(Stored data)

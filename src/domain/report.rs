use std::collections::BTreeSet;

use serde::Serialize;

use crate::domain::ResourceName;

/// The findings of a single completeness check run.
///
/// Violations are held in ordered sets, so the report does not depend on the
/// order in which resources were enumerated.
#[derive(Debug, Clone, Default, PartialEq, Eq, Serialize)]
pub struct VerificationReport {
    /// The number of resources that were checked.
    pub resources: usize,

    /// Non-exempt resources with no import script.
    pub missing_import_script: BTreeSet<ResourceName>,

    /// Resources whose name does not occur in the changelog.
    pub missing_changelog_entry: BTreeSet<ResourceName>,

    /// Exempt names that matched no scanned resource.
    ///
    /// These are informational and never fail the check.
    pub stale_exemptions: BTreeSet<ResourceName>,
}

impl VerificationReport {
    /// Returns `true` if no violations were found.
    #[must_use]
    pub fn is_passing(&self) -> bool {
        self.missing_import_script.is_empty() && self.missing_changelog_entry.is_empty()
    }

    /// Returns the total number of violations across both checks.
    #[must_use]
    pub fn violation_count(&self) -> usize {
        self.missing_import_script.len() + self.missing_changelog_entry.len()
    }
}
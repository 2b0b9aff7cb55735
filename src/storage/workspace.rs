//! A documentation root and its check configuration
//!
//! The [`Workspace`] ties together the configuration file, the resource root
//! and the changelog, and runs the completeness checker over them.

use std::path::{Path, PathBuf};

use tracing::{info, instrument};

use crate::{
    domain::{
        Changelog, CheckSelection, Config, InvalidResourceName, VerificationReport,
        overlapping_names, verify,
    },
    storage::{ChangelogError, ResourceRoot, ScanError, load_changelog},
};

/// A documentation root with its configuration loaded.
#[derive(Debug, Clone, PartialEq, Eq)]
pub struct Workspace {
    root: PathBuf,
    config: Config,
}

impl Workspace {
    /// Opens a documentation root, reading `.docs-check.toml` if present.
    ///
    /// # Errors
    ///
    /// Returns an error if a configuration file exists but cannot be parsed.
    pub fn open(root: PathBuf) -> Result<Self, WorkspaceError> {
        let config_path = root.join(Config::FILE_NAME);
        Self::open_with_config_file(root, &config_path)
    }

    /// Opens a documentation root using the configuration file at
    /// `config_path`, falling back to defaults if it does not exist.
    ///
    /// # Errors
    ///
    /// Returns an error if the configuration file exists but cannot be parsed.
    pub fn open_with_config_file(root: PathBuf, config_path: &Path) -> Result<Self, WorkspaceError> {
        let config = Config::load_or_default(config_path).map_err(WorkspaceError::Config)?;
        Ok(Self::with_config(root, config))
    }

    /// Creates a workspace with an explicit configuration.
    #[must_use]
    pub const fn with_config(root: PathBuf, config: Config) -> Self {
        Self { root, config }
    }

    /// The documentation root.
    #[must_use]
    pub fn root(&self) -> &Path {
        &self.root
    }

    /// The active configuration.
    #[must_use]
    pub const fn config(&self) -> &Config {
        &self.config
    }

    /// Mutable access to the configuration, for command-line overrides.
    pub const fn config_mut(&mut self) -> &mut Config {
        &mut self.config
    }

    /// The resource root described by the configuration.
    #[must_use]
    pub fn resource_root(&self) -> ResourceRoot {
        ResourceRoot::new(
            self.config.resources_path(&self.root),
            self.config.import_script.clone(),
        )
    }

    /// Scans the resource root and checks every resource.
    ///
    /// The changelog is only read when the changelog check is selected.
    ///
    /// # Errors
    ///
    /// Returns an error if the exemption list is invalid, the resource root
    /// cannot be scanned, or the changelog cannot be read. Violations are not
    /// errors; they are recorded in the returned report.
    #[instrument(level = "debug", skip(self), fields(root = %self.root.display()))]
    pub fn check(&self, selection: CheckSelection) -> Result<VerificationReport, WorkspaceError> {
        let exemptions = self.config.exemptions()?;
        let resources = self.resource_root().scan()?;

        let changelog = if selection.changelog {
            load_changelog(&self.config.changelog_path(&self.root))?
        } else {
            Changelog::default()
        };

        if selection.changelog {
            for (short, long) in overlapping_names(resources.iter().map(|r| &r.name)) {
                info!(
                    %short,
                    %long,
                    "'{short}' is part of '{long}'; a changelog mention of '{long}' also counts for '{short}'"
                );
            }
        }

        let report = verify(&resources, &changelog, &exemptions, selection);

        for name in &report.stale_exemptions {
            info!(resource = %name, "exemption does not match any resource");
        }

        Ok(report)
    }
}

/// Errors that prevent a check from producing a report.
#[derive(Debug, thiserror::Error)]
pub enum WorkspaceError {
    /// The configuration file could not be loaded.
    #[error("{0}")]
    Config(String),

    /// The exemption list names something that cannot be a resource.
    #[error("invalid exemption list")]
    Exemption(#[from] InvalidResourceName),

    /// The resource root could not be scanned.
    #[error(transparent)]
    Scan(#[from] ScanError),

    /// The changelog could not be read.
    #[error(transparent)]
    Changelog(#[from] ChangelogError),
}
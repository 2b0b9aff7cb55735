//! Reading the changelog from disk

use std::{
    io,
    path::{Path, PathBuf},
};

use tracing::instrument;

use crate::domain::Changelog;

/// Reads the whole changelog file into memory.
///
/// # Errors
///
/// Returns an error if the file is missing or cannot be read as UTF-8 text.
#[instrument(level = "debug")]
pub fn load_changelog(path: &Path) -> Result<Changelog, ChangelogError> {
    let text = std::fs::read_to_string(path).map_err(|source| ChangelogError {
        path: path.to_path_buf(),
        source,
    })?;
    tracing::debug!(bytes = text.len(), "loaded changelog");
    Ok(Changelog::new(text))
}

/// The changelog could not be read.
#[derive(Debug, thiserror::Error)]
#[error("failed to read changelog '{}'", path.display())]
pub struct ChangelogError {
    path: PathBuf,
    #[source]
    source: io::Error,
}

impl ChangelogError {
    /// The changelog path that failed to load.
    #[must_use]
    pub fn path(&self) -> &Path {
        &self.path
    }
}
//! Enumeration of resource example directories
//!
//! Each immediate subdirectory of the resource root is one resource, including
//! symlinks to directories. Files sitting directly in the root are ignored.

use std::{
    io,
    path::{Path, PathBuf},
};

use tracing::{instrument, trace};
use walkdir::WalkDir;

use crate::domain::{InvalidResourceName, Resource, ResourceName};

/// A directory containing one subdirectory per resource.
#[derive(Debug, Clone, PartialEq, Eq)]
pub struct ResourceRoot {
    root: PathBuf,
    import_script: String,
}

impl ResourceRoot {
    /// Opens a resource root that expects `import_script` in each resource
    /// directory.
    #[must_use]
    pub fn new(root: PathBuf, import_script: impl Into<String>) -> Self {
        Self {
            root,
            import_script: import_script.into(),
        }
    }

    /// The path of the resource root.
    #[must_use]
    pub fn path(&self) -> &Path {
        &self.root
    }

    /// The import script filename.
    #[must_use]
    pub fn import_script(&self) -> &str {
        &self.import_script
    }

    /// Enumerates every resource, sorted by name.
    ///
    /// # Errors
    ///
    /// Returns an error if the root or one of its entries cannot be read, or if
    /// a resource directory name is not a valid resource name.
    #[instrument(level = "debug", skip(self), fields(root = %self.root.display()))]
    pub fn scan(&self) -> Result<Vec<Resource>, ScanError> {
        if !self.root.is_dir() {
            return Err(ScanError::NotADirectory(self.root.clone()));
        }

        let mut resources = Vec::new();
        for entry in WalkDir::new(&self.root)
            .min_depth(1)
            .max_depth(1)
            .sort_by_file_name()
        {
            let entry = entry.map_err(|e| ScanError::Walk {
                root: self.root.clone(),
                source: e.into(),
            })?;

            // Follows symlinks.
            if !entry.path().is_dir() {
                trace!(path = %entry.path().display(), "skipping non-directory entry");
                continue;
            }

            let file_name = entry.file_name();
            let name = file_name
                .to_str()
                .ok_or_else(|| ScanError::NonUtf8Name(entry.path().to_path_buf()))?;
            let name = ResourceName::try_from(name).map_err(ScanError::InvalidName)?;

            let has_import_script = entry.path().join(&self.import_script).is_file();
            trace!(resource = %name, has_import_script, "found resource");
            resources.push(Resource::new(name, has_import_script));
        }

        tracing::debug!(count = resources.len(), "scanned resources");
        Ok(resources)
    }
}

/// Errors that abort a resource scan.
#[derive(Debug, thiserror::Error)]
pub enum ScanError {
    /// The resource root is missing or is not a directory.
    #[error("resource root '{}' is not a directory", .0.display())]
    NotADirectory(PathBuf),

    /// The resource root or one of its entries could not be read.
    #[error("failed to read resource root '{}'", root.display())]
    Walk {
        /// The resource root being scanned.
        root: PathBuf,
        /// The underlying I/O failure.
        #[source]
        source: io::Error,
    },

    /// A resource directory name is not valid UTF-8.
    #[error("resource directory '{}' has a non UTF-8 name", .0.display())]
    NonUtf8Name(PathBuf),

    /// A resource directory name cannot be used as a resource name.
    #[error(transparent)]
    InvalidName(InvalidResourceName),
}

#[cfg(test)]
mod tests {
    use std::fs;

    use tempfile::TempDir;

    use super::*;

    fn add_resource(root: &Path, name: &str, with_import: bool) {
        let dir = root.join(name);
        fs::create_dir_all(&dir).unwrap();
        fs::write(dir.join("resource.tf"), "resource {}\n").unwrap();
        if with_import {
            fs::write(dir.join("import.sh"), "terraform import x y\n").unwrap();
        }
    }

    #[test]
    fn scans_immediate_subdirectories() {
        let tmp = TempDir::new().unwrap();
        add_resource(tmp.path(), "b_bar", false);
        add_resource(tmp.path(), "a_foo", true);
        fs::write(tmp.path().join("README.md"), "not a resource").unwrap();

        let resources = ResourceRoot::new(tmp.path().to_path_buf(), "import.sh")
            .scan()
            .unwrap();

        let summary: Vec<_> = resources
            .iter()
            .map(|r| (r.name.as_str(), r.has_import_script))
            .collect();
        assert_eq!(summary, vec![("a_foo", true), ("b_bar", false)]);
    }

    #[test]
    fn nested_directories_are_not_resources() {
        let tmp = TempDir::new().unwrap();
        add_resource(tmp.path(), "a_foo", true);
        fs::create_dir_all(tmp.path().join("a_foo").join("nested")).unwrap();

        let resources = ResourceRoot::new(tmp.path().to_path_buf(), "import.sh")
            .scan()
            .unwrap();

        assert_eq!(resources.len(), 1);
    }

    #[test]
    fn import_script_must_be_a_file() {
        let tmp = TempDir::new().unwrap();
        add_resource(tmp.path(), "a_foo", false);
        fs::create_dir(tmp.path().join("a_foo").join("import.sh")).unwrap();

        let resources = ResourceRoot::new(tmp.path().to_path_buf(), "import.sh")
            .scan()
            .unwrap();

        assert!(!resources[0].has_import_script);
    }

    #[test]
    fn honours_custom_import_script_name() {
        let tmp = TempDir::new().unwrap();
        add_resource(tmp.path(), "a_foo", true);

        let resources = ResourceRoot::new(tmp.path().to_path_buf(), "import.ps1")
            .scan()
            .unwrap();

        assert!(!resources[0].has_import_script);
    }

    #[cfg(unix)]
    #[test]
    fn symlinked_resource_directory_is_scanned() {
        let tmp = TempDir::new().unwrap();
        let root = tmp.path().join("resources");
        let elsewhere = tmp.path().join("elsewhere");
        add_resource(&root, "a_foo", true);
        add_resource(&elsewhere, "d_linked", false);
        std::os::unix::fs::symlink(elsewhere.join("d_linked"), root.join("d_linked")).unwrap();

        let resources = ResourceRoot::new(root, "import.sh").scan().unwrap();

        let summary: Vec<_> = resources
            .iter()
            .map(|r| (r.name.as_str(), r.has_import_script))
            .collect();
        assert_eq!(summary, vec![("a_foo", true), ("d_linked", false)]);
    }

    #[cfg(unix)]
    #[test]
    fn symlinked_file_is_not_a_resource() {
        let tmp = TempDir::new().unwrap();
        add_resource(tmp.path(), "a_foo", true);
        std::os::unix::fs::symlink(
            tmp.path().join("a_foo").join("resource.tf"),
            tmp.path().join("linked.tf"),
        )
        .unwrap();

        let resources = ResourceRoot::new(tmp.path().to_path_buf(), "import.sh")
            .scan()
            .unwrap();

        assert_eq!(resources.len(), 1);
    }

    #[test]
    fn missing_root_is_an_error() {
        let tmp = TempDir::new().unwrap();
        let root = ResourceRoot::new(tmp.path().join("missing"), "import.sh");

        let error = root.scan().unwrap_err();
        assert!(matches!(error, ScanError::NotADirectory(_)));
    }

    #[test]
    fn empty_root_has_no_resources() {
        let tmp = TempDir::new().unwrap();
        let resources = ResourceRoot::new(tmp.path().to_path_buf(), "import.sh")
            .scan()
            .unwrap();
        assert!(resources.is_empty());
    }
}
use std::{fmt, ops::Deref, str::FromStr};

use non_empty_string::NonEmptyString;
use serde::{Serialize, Serializer};

/// The name of a resource, equal to the base name of its example directory.
///
/// A resource name is a single path segment: it is never empty and never
/// contains a path separator.
#[derive(Debug, Clone, PartialEq, Eq, PartialOrd, Ord, Hash)]
pub struct ResourceName(NonEmptyString);

impl ResourceName {
    /// Creates a new `ResourceName` from a string.
    ///
    /// # Errors
    ///
    /// Returns `InvalidResourceName` if the string is empty, is `.` or `..`,
    /// or contains a path separator.
    pub fn new(s: String) -> Result<Self, InvalidResourceName> {
        if s == "." || s == ".." || s.contains(['/', '\\']) {
            return Err(InvalidResourceName(s));
        }
        let non_empty = NonEmptyString::new(s).map_err(InvalidResourceName)?;
        Ok(Self(non_empty))
    }

    /// Returns the string slice.
    #[must_use]
    pub fn as_str(&self) -> &str {
        self.0.as_str()
    }
}

impl TryFrom<String> for ResourceName {
    type Error = InvalidResourceName;

    fn try_from(value: String) -> Result<Self, Self::Error> {
        Self::new(value)
    }
}

impl TryFrom<&str> for ResourceName {
    type Error = InvalidResourceName;

    fn try_from(value: &str) -> Result<Self, Self::Error> {
        Self::new(value.to_string())
    }
}

impl FromStr for ResourceName {
    type Err = InvalidResourceName;

    fn from_str(s: &str) -> Result<Self, Self::Err> {
        Self::new(s.to_string())
    }
}

impl AsRef<str> for ResourceName {
    fn as_ref(&self) -> &str {
        self.0.as_str()
    }
}

impl Deref for ResourceName {
    type Target = str;

    fn deref(&self) -> &Self::Target {
        self.0.as_str()
    }
}

impl fmt::Display for ResourceName {
    fn fmt(&self, f: &mut fmt::Formatter) -> fmt::Result {
        write!(f, "{}", self.0)
    }
}

impl Serialize for ResourceName {
    fn serialize<S: Serializer>(&self, serializer: S) -> Result<S::Ok, S::Error> {
        serializer.serialize_str(self.as_str())
    }
}

/// Error returned when a string cannot name a resource directory.
#[derive(Debug, thiserror::Error, PartialEq, Eq)]
#[error("Invalid resource name '{0}': must be a non-empty single path segment")]
pub struct InvalidResourceName(String);

/// A resource discovered in the resource root.
#[derive(Debug, Clone, PartialEq, Eq)]
pub struct Resource {
    /// The resource name (its directory's base name).
    pub name: ResourceName,

    /// Whether the import script exists directly inside the resource
    /// directory.
    pub has_import_script: bool,
}

impl Resource {
    /// Creates a resource record.
    #[must_use]
    pub const fn new(name: ResourceName, has_import_script: bool) -> Self {
        Self {
            name,
            has_import_script,
        }
    }
}
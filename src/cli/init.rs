use std::path::Path;

use docscheck::{Config, ResourceName};
use tracing::instrument;

use super::terminal::Colorize;

#[derive(Debug, clap::Parser)]
pub struct Init {
    /// Resource to exempt from the import script check (can be specified
    /// multiple times)
    #[arg(long, value_name = "RESOURCE", value_parser = parse_resource_name)]
    exempt: Vec<ResourceName>,
}

fn parse_resource_name(s: &str) -> Result<ResourceName, String> {
    s.parse().map_err(|e| format!("{e}"))
}

impl Init {
    #[instrument]
    pub fn run(self, config_path: &Path) -> anyhow::Result<()> {
        if config_path.exists() {
            anyhow::bail!(
                "Configuration already exists at {}",
                config_path.display()
            );
        }

        let mut config = Config::default();
        for name in self.exempt {
            config.add_exemption(name.to_string());
        }

        config
            .save(config_path)
            .map_err(|e| anyhow::anyhow!("Failed to create {}: {e}", config_path.display()))?;

        println!(
            "{}",
            format!("✅ Created {}", config_path.display()).pass()
        );
        println!("  resources:     {}", config.resources_dir.display());
        println!("  changelog:     {}", config.changelog.display());
        println!("  import script: {}", config.import_script);
        println!("  exemptions:    {}", config.exempt().len());

        Ok(())
    }
}
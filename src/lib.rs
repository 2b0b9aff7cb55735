//! Documentation completeness checks
//!
//! Resource examples live in one directory per resource. Each resource is
//! expected to ship an import script and to be mentioned in the changelog.

pub mod domain;
pub use domain::{
    Changelog, CheckSelection, Config, ExemptionList, Resource, ResourceName, VerificationReport,
};

/// Filesystem access for resource trees, changelogs and configuration.
pub mod storage;
pub use storage::{ResourceRoot, Workspace};
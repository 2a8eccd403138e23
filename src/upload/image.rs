// src/upload/image.rs
use log::{info, warn};
use std::fs;
use std::path::Path;

use crate::error::AppError;

/// File extensions accepted at the upload boundary
pub const ACCEPTED_EXTENSIONS: [&str; 3] = ["png", "jpg", "jpeg"];

/// An image picked by the user, held until reset or replaced
#[derive(Clone, PartialEq, Eq)]
pub struct UploadedImage {
    filename: String,
    content_type: String,
    bytes: Vec<u8>,
}

/// Decoded pixels for on-screen preview
#[derive(Debug)]
pub struct ImagePreview {
    pub width: u32,
    pub height: u32,
    pub rgba: Vec<u8>,
}

impl UploadedImage {
    pub fn new(filename: &str, content_type: &str, bytes: Vec<u8>) -> Result<Self, AppError> {
        if bytes.is_empty() {
            return Err(AppError::ImageDecodeFailure(format!("'{}' is empty", filename)));
        }
        Ok(Self {
            filename: filename.to_string(),
            content_type: content_type.to_string(),
            bytes,
        })
    }

    /// Load an image from disk, deriving the MIME type from its extension
    pub fn from_path(path: &Path) -> Result<Self, AppError> {
        let filename = path
            .file_name()
            .map(|n| n.to_string_lossy().into_owned())
            .ok_or_else(|| AppError::ImageDecodeFailure(format!("'{}' is not a file", path.display())))?;
        let content_type = content_type_for(path)?;

        let bytes = fs::read(path).map_err(|e| {
            warn!("Failed to read {}: {}", path.display(), e);
            AppError::ImageDecodeFailure(e.to_string())
        })?;

        let image = Self::new(&filename, content_type, bytes)?;
        info!("Selected image {} ({}, {} bytes)", image.filename, image.content_type, image.size());
        Ok(image)
    }

    pub fn filename(&self) -> &str {
        &self.filename
    }

    pub fn content_type(&self) -> &str {
        &self.content_type
    }

    pub fn bytes(&self) -> &[u8] {
        &self.bytes
    }

    pub fn size(&self) -> usize {
        self.bytes.len()
    }

    pub fn size_kb(&self) -> f64 {
        self.bytes.len() as f64 / 1024.0
    }

    pub fn decode(&self) -> Result<ImagePreview, AppError> {
        let decoded = ::image::load_from_memory(&self.bytes).map_err(|e| {
            warn!("Failed to decode {}: {}", self.filename, e);
            AppError::ImageDecodeFailure(e.to_string())
        })?;
        Ok(ImagePreview {
            width: decoded.width(),
            height: decoded.height(),
            rgba: decoded.to_rgba8().into_raw(),
        })
    }

    /// Caption lines shown under the preview
    pub fn captions(&self, dimensions: Option<(u32, u32)>) -> Vec<String> {
        let mut lines = vec![format!("File name: {}", self.filename)];
        if let Some((width, height)) = dimensions {
            lines.push(format!("Image size: {} x {} px", width, height));
        }
        lines.push(format!("File size: {:.2} KB", self.size_kb()));
        lines
    }
}

// Keeps the raw bytes out of `{:?}` output (diagnostic panel)
impl std::fmt::Debug for UploadedImage {
    fn fmt(&self, f: &mut std::fmt::Formatter<'_>) -> std::fmt::Result {
        f.debug_struct("UploadedImage")
            .field("filename", &self.filename)
            .field("content_type", &self.content_type)
            .field("size", &self.bytes.len())
            .finish()
    }
}

fn content_type_for(path: &Path) -> Result<&'static str, AppError> {
    let ext = path
        .extension()
        .map(|e| e.to_string_lossy().to_lowercase())
        .unwrap_or_default();
    match ext.as_str() {
        "png" => Ok("image/png"),
        "jpg" | "jpeg" => Ok("image/jpeg"),
        _ => Err(AppError::UnsupportedFormat(ext)),
    }
}
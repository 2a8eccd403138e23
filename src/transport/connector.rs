// src/transport/connector.rs
use serde_json::Value;

use crate::error::AppError;
use crate::upload::image::UploadedImage;

/// Trait defining the interface for remote image processing
pub trait ImageProcessor: Send + Sync {
    /// Submit an image once and return the decoded JSON result
    fn submit(&self, image: &UploadedImage) -> Result<Value, AppError>;
}
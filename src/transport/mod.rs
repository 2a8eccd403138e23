// src/transport/mod.rs
pub mod connector;
pub mod webhook;
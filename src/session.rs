// src/session.rs
use chrono::{DateTime, Local};
use log::{info, warn};
use serde_json::Value;

use crate::error::AppError;
use crate::render::export::export_json;
use crate::render::plan::{classify, RenderPlan};
use crate::upload::image::UploadedImage;

/// Where the interaction currently stands
#[derive(Debug, Clone, Copy, PartialEq, Eq)]
pub enum Phase {
    Idle,
    ImageSelected,
    Submitting,
    ResultAvailable,
    Failed,
}

#[derive(Debug, Clone)]
pub struct ProcessingResult {
    pub value: Value,
    pub plan: RenderPlan,
    pub received_at: DateTime<Local>,
}

impl ProcessingResult {
    pub fn new(value: Value) -> Self {
        let plan = classify(&value);
        Self { value, plan, received_at: Local::now() }
    }

    pub fn export(&self) -> String {
        export_json(&self.value)
    }
}

/// State of one user's interaction: the selected image and at most one result
#[derive(Debug)]
pub struct Session {
    phase: Phase,
    image: Option<UploadedImage>,
    result: Option<ProcessingResult>,
    last_error: Option<AppError>,
}

impl Default for Session {
    fn default() -> Self {
        Self::new()
    }
}

impl Session {
    pub fn new() -> Self {
        Self { phase: Phase::Idle, image: None, result: None, last_error: None }
    }

    pub fn phase(&self) -> Phase {
        self.phase
    }

    pub fn image(&self) -> Option<&UploadedImage> {
        self.image.as_ref()
    }

    pub fn result(&self) -> Option<&ProcessingResult> {
        self.result.as_ref()
    }

    pub fn last_error(&self) -> Option<&AppError> {
        self.last_error.as_ref()
    }

    pub fn is_submitting(&self) -> bool {
        self.phase == Phase::Submitting
    }

    /// Replace the selected image. Not allowed while a request is pending.
    pub fn select_image(&mut self, image: UploadedImage) -> Result<(), AppError> {
        if self.is_submitting() {
            return Err(AppError::Busy);
        }
        info!("Image selected: {}", image.filename());
        self.image = Some(image);
        self.last_error = None;
        if self.result.is_none() {
            self.phase = Phase::ImageSelected;
        }
        Ok(())
    }

    /// Record an error that happened outside a submission (e.g. a bad file)
    pub fn report(&mut self, err: AppError) {
        warn!("Reported error [{}]: {}", err.category(), err);
        self.last_error = Some(err);
    }

    /// Move to `Submitting` and hand out the image to send
    pub fn begin_submit(&mut self) -> Result<UploadedImage, AppError> {
        if self.is_submitting() {
            return Err(AppError::Busy);
        }
        let image = self.image.clone().ok_or(AppError::NoImageSelected)?;
        self.phase = Phase::Submitting;
        self.last_error = None;
        Ok(image)
    }

    pub fn finish_submit(&mut self, outcome: Result<Value, AppError>) {
        match outcome {
            Ok(value) => {
                let result = ProcessingResult::new(value);
                info!("Result available, rendering as {}", result.plan.kind());
                self.result = Some(result);
                self.phase = Phase::ResultAvailable;
            }
            Err(err) => {
                warn!("Submission failed [{}]: {}", err.category(), err);
                self.last_error = Some(err);
                self.phase = Phase::Failed;
            }
        }
    }

    pub fn reset(&mut self) {
        info!("Session reset");
        *self = Self::new();
    }

    pub fn export(&self) -> Option<String> {
        self.result.as_ref().map(ProcessingResult::export)
    }
}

To do: Pick out every line above that contains the word "TryFrom" and copy it.

Written response:
impl TryFrom<String> for ResourceName {
impl TryFrom<&str> for ResourceName {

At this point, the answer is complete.